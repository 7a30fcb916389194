use axum::{extract::State, Json};
use serde::Deserialize;
use service_core::error::AppError;

use crate::models::SettingsPatch;
use crate::services::VersionedSettings;
use crate::AppState;

#[derive(Debug, Deserialize)]
#[serde(rename_all = "camelCase")]
pub struct PatchSettingsRequest {
    pub expected_version: u64,
    #[serde(default)]
    pub changes: SettingsPatch,
}

pub async fn get_settings(State(state): State<AppState>) -> Json<VersionedSettings> {
    Json(state.settings.snapshot().await)
}

/// 409 when `expectedVersion` is stale, 422 when the merged record is invalid.
pub async fn patch_settings(
    State(state): State<AppState>,
    Json(request): Json<PatchSettingsRequest>,
) -> Result<Json<VersionedSettings>, AppError> {
    if request.changes.is_empty() {
        return Err(AppError::BadRequest(anyhow::anyhow!("No changes supplied")));
    }

    let updated = state
        .settings
        .patch(
            request.expected_version,
            &request.changes,
            state.backend.as_ref(),
        )
        .await?;

    Ok(Json(updated))
}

□ □ □ □

● **Problem statement**:
Copy the records above faithfully. Begin at their first line, end at the line containing "record is invalid.", and include nothing else.

● **Result for this task**:
repository 7a30fcb916389194
use axum::{extract::State, Json};
use serde::Deserialize;
use service_core::error::AppError;

use crate::models::SettingsPatch;
use crate::services::VersionedSettings;
use crate::AppState;

#[derive(Debug, Deserialize)]
#[serde(rename_all = "camelCase")]
pub struct PatchSettingsRequest {
    pub expected_version: u64,
    #[serde(default)]
    pub changes: SettingsPatch,
}

pub async fn get_settings(State(state): State<AppState>) -> Json<VersionedSettings> {
    Json(state.settings.snapshot().await)
}

/// 409 when `expectedVersion` is stale, 422 when the merged record is invalid.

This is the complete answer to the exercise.